After establishing a visual reference for the interview with Kyle, I began the editing process.
To edit the audio clips, I launched Adobe Audition and imported each of the six clips to work on, individually, as new Multi-Track Sessions.
By utilizing the razor tool, I was able to select and delete specific time frames of each clip that contained unideal audio, such as long pauses, redundancies, or awkward “ummms” in the conversation. In order to make sure the edited clips merged together seamlessly, I used the fade-in/ fade-out tool, as well as overlapping the adjacent ends of certain segments for audio continuity.
Once all six files were edited and finished, I exported each session as a Multi-track Mixdown, saved them as MP3s and then imported all of them into a new Multi-Track Session.
Next, I cut, moved and placed the clips into the appropriate order, and listened to the final audio compilation to ensure everything was accurately placed.

After having a few days to evaluate and think-over aspects of my draft story, I was eager to listen to the audio stories of other group members and read their feedback and suggestions. Two specific areas of improvement that were mentioned were the background noise and audio length. There was a subtle, but noticeable “humm” sound throughout the background of the interview audio.
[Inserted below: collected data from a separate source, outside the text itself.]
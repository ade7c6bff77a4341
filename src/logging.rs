use std::io;

use tracing::Level;
use tracing_subscriber::{EnvFilter, fmt::MakeWriter, prelude::*};

const LOG_FILTER: &str = "info,catalog=debug,pokedex=debug";

/// Route `tracing` events to the browser console.
pub fn init_logger() {
    let fmt = tracing_subscriber::fmt::layer()
        .without_time()
        .with_ansi(false)
        .with_writer(Console);

    if let Err(e) = tracing_subscriber::registry()
        .with(EnvFilter::new(LOG_FILTER))
        .with(fmt)
        .try_init()
    {
        leptos::logging::error!("Failed to install logger: {}", e);
    }
}

struct Console;

impl<'a> MakeWriter<'a> for Console {
    type Writer = ConsoleLine;

    fn make_writer(&'a self) -> Self::Writer {
        ConsoleLine::new(Level::INFO)
    }

    fn make_writer_for(&'a self, meta: &tracing::Metadata<'_>) -> Self::Writer {
        ConsoleLine::new(*meta.level())
    }
}

/// One formatted event, flushed to the console when dropped.
struct ConsoleLine {
    level: Level,
    buf: Vec<u8>,
}

impl ConsoleLine {
    fn new(level: Level) -> Self {
        Self {
            level,
            buf: Vec::with_capacity(128),
        }
    }
}

impl io::Write for ConsoleLine {
    fn write(&mut self, buf: &[u8]) -> io::Result<usize> {
        self.buf.extend_from_slice(buf);
        Ok(buf.len())
    }

    fn flush(&mut self) -> io::Result<()> {
        Ok(())
    }
}

impl Drop for ConsoleLine {
    fn drop(&mut self) {
        let line = String::from_utf8_lossy(&self.buf);
        let line = line.trim_end();
        if line.is_empty() {
            return;
        }

        let line = web_sys::wasm_bindgen::JsValue::from_str(line);
        if self.level == Level::ERROR {
            web_sys::console::error_1(&line);
        } else if self.level == Level::WARN {
            web_sys::console::warn_1(&line);
        } else if self.level == Level::INFO {
            web_sys::console::info_1(&line);
        } else {
            web_sys::console::debug_1(&line);
        }
    }
}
To remove the sound, I referenced the “Advanced Audio Techniques” link in the Week-10 readings, and followed the steps laid out for “Noise Reduction” in the Adobe video. Using this effect, I was able to select an audio sample of the “humm” noise, capture the noise print, and drastically reduce the decibel volume.
In addition to the background noise and audio length, one group member suggested I incorporate a more informative introduction to my audio story. I decided to give it a shot, and set about writing a brief script for an attention-grabbing, but informative intro.
Given the current quarantine situation in Washington, I knew that I wouldn’t be able to go back downtown to the original interview location, so I set up a very rudimentary recording room in my bedroom closet. It’s a more centrally located (small) room, so there would be no street traffic sounds coming in from the windows. It’s too small to allow for any sort of echo effect, and the abundance of clothes hanging on racks and shelves would work as a soft surface to absorb the sound waves and prevent any interference.
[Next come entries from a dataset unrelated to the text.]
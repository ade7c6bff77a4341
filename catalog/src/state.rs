use creatures::CreatureRecord;

use crate::{CatalogConfig, CatalogError};

/// What the catalog view shows, and whether it is waiting on the network.
///
/// Only one fetch may be outstanding at a time: the `begin_*` methods return
/// `None`/`false` while `loading` is set and the caller must then drop the
/// trigger. Every `begin_*` that succeeds must be paired with the matching
/// `finish_*`.
#[derive(Debug, Clone, PartialEq)]
pub struct BrowseState {
    records: Vec<CreatureRecord>,
    cursor: usize,
    page_size: usize,
    loading: bool,
    last_error: Option<String>,
}

impl BrowseState {
    /// Empty state paging by `config`'s page size, the one used by
    /// [`fetch_page`](crate::fetch_page).
    pub fn new(config: &CatalogConfig) -> Self {
        Self {
            records: Vec::new(),
            cursor: 0,
            page_size: config.page_size(),
            loading: false,
            last_error: None,
        }
    }

    pub fn records(&self) -> &[CreatureRecord] {
        &self.records
    }

    /// Offset of the next page to load.
    pub fn cursor(&self) -> usize {
        self.cursor
    }

    pub fn is_loading(&self) -> bool {
        self.loading
    }

    /// Message of the last failed page load, until the next successful load.
    pub fn last_error(&self) -> Option<&str> {
        self.last_error.as_deref()
    }

    pub fn dismiss_error(&mut self) {
        self.last_error = None;
    }

    /// Start loading the next page. Returns its offset.
    pub fn begin_page(&mut self) -> Option<usize> {
        if self.loading {
            return None;
        }
        self.loading = true;
        Some(self.cursor)
    }

    /// Turn a search that had nothing to look for into a reload from the
    /// first page, dropping everything shown. Returns the offset to fetch,
    /// to be completed with `finish_page`. Must only be called after a
    /// successful `begin_search`.
    pub fn browse_instead(&mut self) -> usize {
        debug_assert!(self.loading, "browse_instead without a pending search");
        self.records.clear();
        self.cursor = 0;
        self.cursor
    }

    /// Append a loaded page and move the cursor past it. A failed page leaves
    /// records and cursor untouched.
    pub fn finish_page(&mut self, page: Result<Vec<CreatureRecord>, CatalogError>) {
        self.loading = false;
        match page {
            Ok(records) => {
                self.records.extend(records);
                self.cursor += self.page_size;
                self.last_error = None;
            }
            Err(e) => self.last_error = Some(e.to_string()),
        }
    }

    pub fn begin_search(&mut self) -> bool {
        if self.loading {
            return false;
        }
        self.loading = true;
        true
    }

    /// Replace everything shown with the search result.
    pub fn finish_search(&mut self, matches: Vec<CreatureRecord>) {
        self.loading = false;
        self.records = matches;
        self.cursor = 0;
        self.last_error = None;
    }
}
/// An ordered collection of components and the nodes joining them.
///
/// The circuit is the aggregate root of the model: it owns every component
/// for its full lifetime and every node in its [`NodeRegistry`]. All edits
/// go through it so that the two directions of each node/component edge stay
/// consistent, and every edit that can change a voltage runs propagation to
/// completion before returning.
///
/// Components are addressed two ways: by positional index (stable only until
/// a removal, which renumbers later entries) and by [`ComponentId`] handle
/// (stable for the component's lifetime).
#[derive(Debug, Default)]
pub struct Circuit {
    /// Component arena, indexed by `ComponentId`
    components: Vec<Option<Component>>,
    /// Positional order of live components
    order: Vec<ComponentId>,
    pub(crate) nodes: NodeRegistry,
    instances: InstanceRegistry,
    pub(crate) config: CircuitConfig,
    pub(crate) next_wave: u64,
}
After successfully recording the intro, I was inspired to add a few additional layers and effects to my story. First, I downloaded an ambient-background sound from a copyright free music station on YouTube called “AShamaluevMusic.” I used this subtle background music to layer behind my introduction.
Next, I wanted to add a couple details to the story using Foley Sounds. I referenced the Creative Commons Audio readings and created an account with the FreeSound site. With a simple search I was able to find a sound bite of a door being opened, and a three minute audio clip of busy restaurant sounds to play throughout the duration of my story.

The next step I had to complete was by far the most tedious. Once all the sound bites and audio files were imported into Audition and arranged over five different levels, I had the daunting task of trimming slices and seconds off each layer until my story was edited down to three minutes. I razored out every awkward “umm” or unnecessary pause, until I reached that goal. By the time I was finished, I had edited down the interview audio to 19 separate sections, and it sounded great.
The final touch I made to my audio story was to listen through while adding “key frames” to adjust the volume levels in specific sections. For the restaurant-ambience, I used the key frames to fade in as the door opened and fade out as the interview began. For the interview audio, I used the key frames to emphasize certain words, or tone down louder areas. The subtle changes and details I was able to create with this technique gave the story a more polished and professional feel.

I was delightfully surprised with how much fun I had with this project. The audio stories from my group members were inspiring, and their feedback was thoughtful and essential in making my own story. I found the program to be fairly easy to use, and the level of professional quality audio content you’re able to produce is thrilling. I’m looking forward to using Adobe Audition again.